What is so hard to fathom is that we are a nation that has yet to recover from the 2008 financial crisis. Those that proclaim that our economy is "recovering" are looked upon with skepticism by just about everybody. So it should come as no surprise that these towers are occupied by a different clientele: a transnational nouveau riche looking for a second (or third or fourth) home. Having made fortunes in nations less regulated economically and less stable politically than the USA, these buyers want a safe investment as much as, or more than, shelter. And they don't want to pay New York resident income taxes.
Want to get a picture of just who these investors are? Well, the buyers often hide behind limited liability corporations and confidentiality agreements, but One57 says that more than half of its buyers come from outside the USA, including 15% from China. A Chinese couple recently bought a small, $6.5 million apartment for their daughter to use when she's in college — around 2030.
So while New York City enjoys one of the biggest high rise building booms in its history, more than 51,000 people — 21,000 of them children — spend the night in city homeless shelters. The contrast is hard to dismiss.
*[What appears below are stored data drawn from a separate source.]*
// Copyright 2025 the Placemark Authors
// SPDX-License-Identifier: Apache-2.0 OR MIT

use criterion::{Criterion, black_box, criterion_group, criterion_main};
use geo::{Geometry, LineString, Polygon};
use placemark_index::{Envelope, ExtractOptions, FeatureIndex};
use placemark_tree::{Document, MarkupNode};

/// An `n`×`n` grid of placemarks, alternating points and unit squares.
fn gen_grid_index(n: usize) -> FeatureIndex {
    let mut doc = Document::new();
    let root = doc.insert(None, MarkupNode::document());
    for y in 0..n {
        for x in 0..n {
            let (x0, y0) = (x as f64, y as f64);
            let pm = doc.insert(Some(root), MarkupNode::placemark(None));
            if (x + y) % 2 == 0 {
                let _ = doc.insert(Some(pm), MarkupNode::point(x0 + 0.5, y0 + 0.5));
            } else {
                let ring = [(x0, y0), (x0 + 1.0, y0), (x0 + 1.0, y0 + 1.0), (x0, y0)]
                    .into_iter()
                    .map(|(x, y)| placemark_tree::Coordinate::new(x, y))
                    .collect();
                let _ = doc.insert(Some(pm), MarkupNode::polygon(ring, Vec::new()));
            }
        }
    }
    FeatureIndex::build(doc, &ExtractOptions::default()).unwrap()
}

fn bench_view(c: &mut Criterion) {
    let mut group = c.benchmark_group("view");
    for &n in &[32usize, 128] {
        let index = gen_grid_index(n);
        let half = n as f64 / 2.0;
        let view = Envelope::new(half - 4.0, half - 4.0, half + 4.0, half + 4.0);
        group.bench_function(format!("ids_in_view_n{}", n), |b| {
            b.iter(|| black_box(index.ids_in_view(black_box(&view)).len()))
        });
        group.bench_function(format!("extent_n{}", n), |b| {
            b.iter(|| black_box(index.extent()))
        });
    }
    group.finish();
}

fn bench_intersect(c: &mut Criterion) {
    let mut group = c.benchmark_group("intersect");
    let index = gen_grid_index(128);
    let diamond: Geometry<f64> = Polygon::new(
        LineString::from(vec![(64.0, 40.0), (88.0, 64.0), (64.0, 88.0), (40.0, 64.0)]),
        vec![],
    )
    .into();
    group.bench_function("diamond_n128", |b| {
        b.iter(|| black_box(index.intersect(black_box(&diamond)).len()))
    });
    group.bench_function("by_id_n128", |b| {
        b.iter(|| black_box(index.by_id(black_box("8000")).is_some()))
    });
    group.finish();
}

criterion_group!(benches, bench_view, bench_intersect);
criterion_main!(benches);
// Copyright 2025 the Placemark Authors
// SPDX-License-Identifier: Apache-2.0 OR MIT

//! Identifier assignment and geometry-kind classification.
//!
//! Generated identifiers live in an [`IdTable`] keyed by [`NodeId`]; the document
//! itself is never modified.

use std::collections::{HashMap, HashSet};

use geo::Geometry;
use placemark_tree::{Document, NodeId, NodeKinds};

use crate::extract::FeatureGeometries;
use crate::options::IdPolicy;

/// Side table of generated identifiers.
#[derive(Clone, Debug, Default)]
pub struct IdTable {
    ids: HashMap<NodeId, String>,
    geometries: usize,
}

impl IdTable {
    /// Create an empty table.
    pub fn new() -> Self {
        Self::default()
    }

    /// The identifier assigned to `node`.
    pub fn get(&self, node: NodeId) -> Option<&str> {
        self.ids.get(&node).map(String::as_str)
    }

    /// Whether `node` has an identifier.
    pub fn contains(&self, node: NodeId) -> bool {
        self.ids.contains_key(&node)
    }

    /// Number of identified nodes.
    pub fn len(&self) -> usize {
        self.ids.len()
    }

    /// Whether no node has an identifier.
    pub fn is_empty(&self) -> bool {
        self.ids.is_empty()
    }

    pub(crate) fn set(&mut self, node: NodeId, id: String) {
        self.ids.insert(node, id);
    }

    /// Give a geometry node an identifier the first time it is seen.
    ///
    /// Returns `true` if the node was new.
    pub(crate) fn ensure_geometry(&mut self, node: NodeId) -> bool {
        if self.ids.contains_key(&node) {
            return false;
        }
        self.geometries += 1;
        self.ids.insert(node, format!("geometry-{}", self.geometries));
        true
    }
}

/// Coarse classification of a feature by its first geometry.
#[derive(Copy, Clone, Debug, Default, PartialEq, Eq, Hash)]
pub enum GeometryKind {
    /// Points.
    Point,
    /// Lines and multi-lines.
    Polyline,
    /// Polygons, multi-polygons, and mixed collections.
    Polygon,
    /// Anything else, and features without geometry.
    #[default]
    Unknown,
}

impl GeometryKind {
    /// Classify one native geometry.
    pub fn of(geometry: &Geometry<f64>) -> Self {
        match geometry {
            Geometry::Point(_) => Self::Point,
            Geometry::LineString(_) | Geometry::MultiLineString(_) => Self::Polyline,
            Geometry::Polygon(_)
            | Geometry::MultiPolygon(_)
            | Geometry::GeometryCollection(_) => Self::Polygon,
            Geometry::Line(_)
            | Geometry::MultiPoint(_)
            | Geometry::Rect(_)
            | Geometry::Triangle(_) => Self::Unknown,
        }
    }
}

/// Identifiers and classifications produced by [`IdAssigner::assign`].
#[derive(Clone, Debug, Default)]
pub struct Assignment {
    /// The root container, when one was found above the first feature.
    pub root: Option<NodeId>,
    /// Owning folders in first-seen feature order, each listed once.
    pub folders: Vec<NodeId>,
    /// Kind of each feature with at least one geometry, keyed by feature id.
    pub kinds: HashMap<String, GeometryKind>,
}

/// Assigns identifiers to the root container, folders, and features.
///
/// Ids are sequential integers in index order starting at `1`, so they depend on
/// traversal order and are not stable across edits of the document.
#[derive(Copy, Clone, Debug, Default)]
pub struct IdAssigner {
    policy: IdPolicy,
    next: u32,
}

impl IdAssigner {
    /// Create an assigner using `policy`.
    pub const fn new(policy: IdPolicy) -> Self {
        Self { policy, next: 0 }
    }

    /// Assign ids for the extracted `features` into `ids`.
    pub fn assign(
        mut self,
        doc: &Document,
        features: &[FeatureGeometries],
        ids: &mut IdTable,
    ) -> Assignment {
        let mut out = Assignment::default();
        let keep_source = self.policy == IdPolicy::KeepSource;

        out.root = features.first().and_then(|f| find_root(doc, f.feature));
        if let Some(root) = out.root {
            self.stamp(doc, root, keep_source, ids);
        }

        let mut seen = HashSet::new();
        for entry in features {
            let folder = doc
                .parent(entry.feature)
                .filter(|p| doc.kind(*p) == NodeKinds::FOLDER);
            if let Some(folder) = folder {
                if seen.insert(folder) {
                    out.folders.push(folder);
                    self.stamp(doc, folder, true, ids);
                }
            }
            self.stamp(doc, entry.feature, keep_source, ids);
        }

        for entry in features {
            let (Some(first), Some(id)) = (entry.geometries.first(), ids.get(entry.feature))
            else {
                continue;
            };
            out.kinds
                .entry(id.to_owned())
                .or_insert_with(|| GeometryKind::of(first));
        }

        tracing::debug!(
            features = features.len(),
            folders = out.folders.len(),
            root = ?out.root,
            "assigned ids"
        );
        out
    }

    fn stamp(&mut self, doc: &Document, node: NodeId, keep_source: bool, ids: &mut IdTable) {
        let id = match doc.node(node).id().filter(|_| keep_source) {
            Some(source) => source.to_owned(),
            None => {
                self.next += 1;
                self.next.to_string()
            }
        };
        ids.set(node, id);
    }
}

/// The `Document` reached from `feature` by climbing through folders only.
fn find_root(doc: &Document, feature: NodeId) -> Option<NodeId> {
    doc.ancestors(feature)
        .find(|a| doc.kind(*a) != NodeKinds::FOLDER)
        .filter(|a| doc.kind(*a) == NodeKinds::DOCUMENT)
}
use crate::defaults;
use crate::error::{AirwriteError, Result};
use crate::gesture::SegmenterConfig;
use crate::pipeline::PipelineConfig;
use crate::session::SessionConfig;
use crate::stroke::StrokeConfig;
use serde::{Deserialize, Serialize};
use std::fs;
use std::path::{Path, PathBuf};
use tracing::warn;

/// Root configuration structure
#[derive(Debug, Clone, Serialize, Deserialize, PartialEq, Default)]
#[serde(default)]
pub struct Config {
    pub tracking: TrackingConfig,
    pub stroke: StrokeSection,
    pub recognition: RecognitionConfig,
    pub pipeline: PipelineSection,
}

/// Pose segmentation timing
#[derive(Debug, Clone, Serialize, Deserialize, PartialEq)]
#[serde(default)]
pub struct TrackingConfig {
    pub debounce_frames: u32,
    pub idle_timeout_ms: u64,
    pub word_complete_dwell_ms: u64,
    /// Start tracking as soon as the pipeline starts
    pub start_on_launch: bool,
}

/// Stroke discard policy and normalization
#[derive(Debug, Clone, Serialize, Deserialize, PartialEq)]
#[serde(default)]
pub struct StrokeSection {
    pub min_points: usize,
    pub min_path_length: f32,
    pub min_duration_ms: u64,
    pub resample_points: usize,
    pub reference_size: f32,
}

/// Letter acceptance
#[derive(Debug, Clone, Serialize, Deserialize, PartialEq)]
#[serde(default)]
pub struct RecognitionConfig {
    pub acceptance_threshold: f32,
    /// JSON template set; the built-in set is used when unset
    #[serde(skip_serializing_if = "Option::is_none")]
    pub templates: Option<PathBuf>,
}

/// Channel sizes and source polling
#[derive(Debug, Clone, Serialize, Deserialize, PartialEq)]
#[serde(default)]
pub struct PipelineSection {
    pub input_buffer: usize,
    pub event_buffer: usize,
    pub poll_interval_ms: u64,
    pub max_source_errors: u32,
}

impl Default for TrackingConfig {
    fn default() -> Self {
        Self {
            debounce_frames: defaults::DEBOUNCE_FRAMES,
            idle_timeout_ms: defaults::IDLE_TIMEOUT_MS,
            word_complete_dwell_ms: defaults::WORD_COMPLETE_DWELL_MS,
            start_on_launch: true,
        }
    }
}

impl Default for StrokeSection {
    fn default() -> Self {
        Self {
            min_points: defaults::MIN_STROKE_POINTS,
            min_path_length: defaults::MIN_PATH_LENGTH,
            min_duration_ms: defaults::MIN_STROKE_DURATION_MS,
            resample_points: defaults::RESAMPLE_POINTS,
            reference_size: defaults::REFERENCE_SIZE,
        }
    }
}

impl Default for RecognitionConfig {
    fn default() -> Self {
        Self {
            acceptance_threshold: defaults::ACCEPTANCE_THRESHOLD,
            templates: None,
        }
    }
}

impl Default for PipelineSection {
    fn default() -> Self {
        Self {
            input_buffer: defaults::INPUT_BUFFER,
            event_buffer: defaults::EVENT_BUFFER,
            poll_interval_ms: defaults::POLL_INTERVAL_MS,
            max_source_errors: defaults::MAX_SOURCE_ERRORS,
        }
    }
}

fn invalid(key: &str, message: impl Into<String>) -> AirwriteError {
    AirwriteError::ConfigInvalidValue {
        key: key.to_string(),
        message: message.into(),
    }
}

impl Config {
    /// Load configuration from a TOML file
    ///
    /// Missing fields use default values.
    pub fn load(path: &Path) -> Result<Self> {
        let contents = fs::read_to_string(path).map_err(|e| {
            if e.kind() == std::io::ErrorKind::NotFound {
                AirwriteError::ConfigFileNotFound {
                    path: path.display().to_string(),
                }
            } else {
                AirwriteError::Io(e)
            }
        })?;
        let config: Config = toml::from_str(&contents)?;
        Ok(config)
    }

    /// Load configuration from a file or return defaults if file doesn't exist
    ///
    /// Invalid TOML is still an error.
    pub fn load_or_default(path: &Path) -> Result<Self> {
        match Self::load(path) {
            Err(AirwriteError::ConfigFileNotFound { .. }) => Ok(Self::default()),
            other => other,
        }
    }

    /// Apply environment variable overrides
    ///
    /// Supported environment variables:
    /// - AIRWRITE_ACCEPTANCE_THRESHOLD → recognition.acceptance_threshold
    /// - AIRWRITE_IDLE_TIMEOUT_MS → tracking.idle_timeout_ms
    /// - AIRWRITE_TEMPLATES → recognition.templates
    ///
    /// Unparsable values are logged and ignored.
    pub fn with_env_overrides(mut self) -> Self {
        if let Ok(value) = std::env::var("AIRWRITE_ACCEPTANCE_THRESHOLD")
            && !value.is_empty()
        {
            match value.parse::<f32>() {
                Ok(threshold) => self.recognition.acceptance_threshold = threshold,
                Err(_) => warn!("Ignoring AIRWRITE_ACCEPTANCE_THRESHOLD={:?}: not a number", value),
            }
        }

        if let Ok(value) = std::env::var("AIRWRITE_IDLE_TIMEOUT_MS")
            && !value.is_empty()
        {
            match value.parse::<u64>() {
                Ok(ms) => self.tracking.idle_timeout_ms = ms,
                Err(_) => warn!("Ignoring AIRWRITE_IDLE_TIMEOUT_MS={:?}: not an integer", value),
            }
        }

        if let Ok(templates) = std::env::var("AIRWRITE_TEMPLATES")
            && !templates.is_empty()
        {
            self.recognition.templates = Some(PathBuf::from(templates));
        }

        self
    }

    /// Reject values the pipeline cannot run with.
    pub fn validate(&self) -> Result<()> {
        let threshold = self.recognition.acceptance_threshold;
        if !(0.0..=1.0).contains(&threshold) {
            return Err(invalid(
                "recognition.acceptance_threshold",
                format!("{} is outside [0, 1]", threshold),
            ));
        }
        if self.tracking.debounce_frames == 0 {
            return Err(invalid("tracking.debounce_frames", "must be at least 1"));
        }
        if self.stroke.resample_points < 2 {
            return Err(invalid("stroke.resample_points", "must be at least 2"));
        }
        if self.stroke.reference_size.is_nan() || self.stroke.reference_size <= 0.0 {
            return Err(invalid("stroke.reference_size", "must be positive"));
        }
        if self.stroke.min_path_length.is_nan() || self.stroke.min_path_length < 0.0 {
            return Err(invalid("stroke.min_path_length", "must not be negative"));
        }
        if self.pipeline.input_buffer == 0 {
            return Err(invalid("pipeline.input_buffer", "must be at least 1"));
        }
        if self.pipeline.event_buffer == 0 {
            return Err(invalid("pipeline.event_buffer", "must be at least 1"));
        }
        if self.pipeline.max_source_errors == 0 {
            return Err(invalid("pipeline.max_source_errors", "must be at least 1"));
        }
        Ok(())
    }

    pub fn segmenter_config(&self) -> SegmenterConfig {
        SegmenterConfig {
            debounce_frames: self.tracking.debounce_frames,
            idle_timeout_ms: self.tracking.idle_timeout_ms,
            word_complete_dwell_ms: self.tracking.word_complete_dwell_ms,
        }
    }

    pub fn stroke_config(&self) -> StrokeConfig {
        StrokeConfig {
            min_points: self.stroke.min_points,
            min_path_length: self.stroke.min_path_length,
            min_duration_ms: self.stroke.min_duration_ms,
            resample_points: self.stroke.resample_points,
            reference_size: self.stroke.reference_size,
        }
    }

    pub fn session_config(&self) -> SessionConfig {
        SessionConfig {
            segmenter: self.segmenter_config(),
            stroke: self.stroke_config(),
            acceptance_threshold: self.recognition.acceptance_threshold,
        }
    }

    pub fn pipeline_config(&self) -> PipelineConfig {
        PipelineConfig {
            session: self.session_config(),
            input_buffer: self.pipeline.input_buffer,
            event_buffer: self.pipeline.event_buffer,
            poll_interval_ms: self.pipeline.poll_interval_ms,
            max_source_errors: self.pipeline.max_source_errors,
            start_tracking: self.tracking.start_on_launch,
        }
    }

    /// Render as TOML.
    pub fn to_toml(&self) -> Result<String> {
        toml::to_string_pretty(self).map_err(|e| AirwriteError::ConfigParse {
            message: e.to_string(),
        })
    }

    /// Get the default configuration file path
    ///
    /// Returns ~/.config/airwrite/config.toml on Linux
    pub fn default_path() -> Result<PathBuf> {
        dirs::config_dir()
            .map(|dir| dir.join("airwrite").join("config.toml"))
            .ok_or_else(|| AirwriteError::Other("could not determine config directory".to_string()))
    }
}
So let's take a closer look at these lower income Americans, and see what the statistics tell us. According to a report by Reuters, the Census Bureau will tell you that the number of poor people in the United States held steady at nearly 50 million last year; virtually unchanged from a year earlier with the overall poverty rate stuck at 16 percent. But the data also revealed that without tax credits, Social Security payments and other benefits, it would have been higher for the very poor, the young and the old.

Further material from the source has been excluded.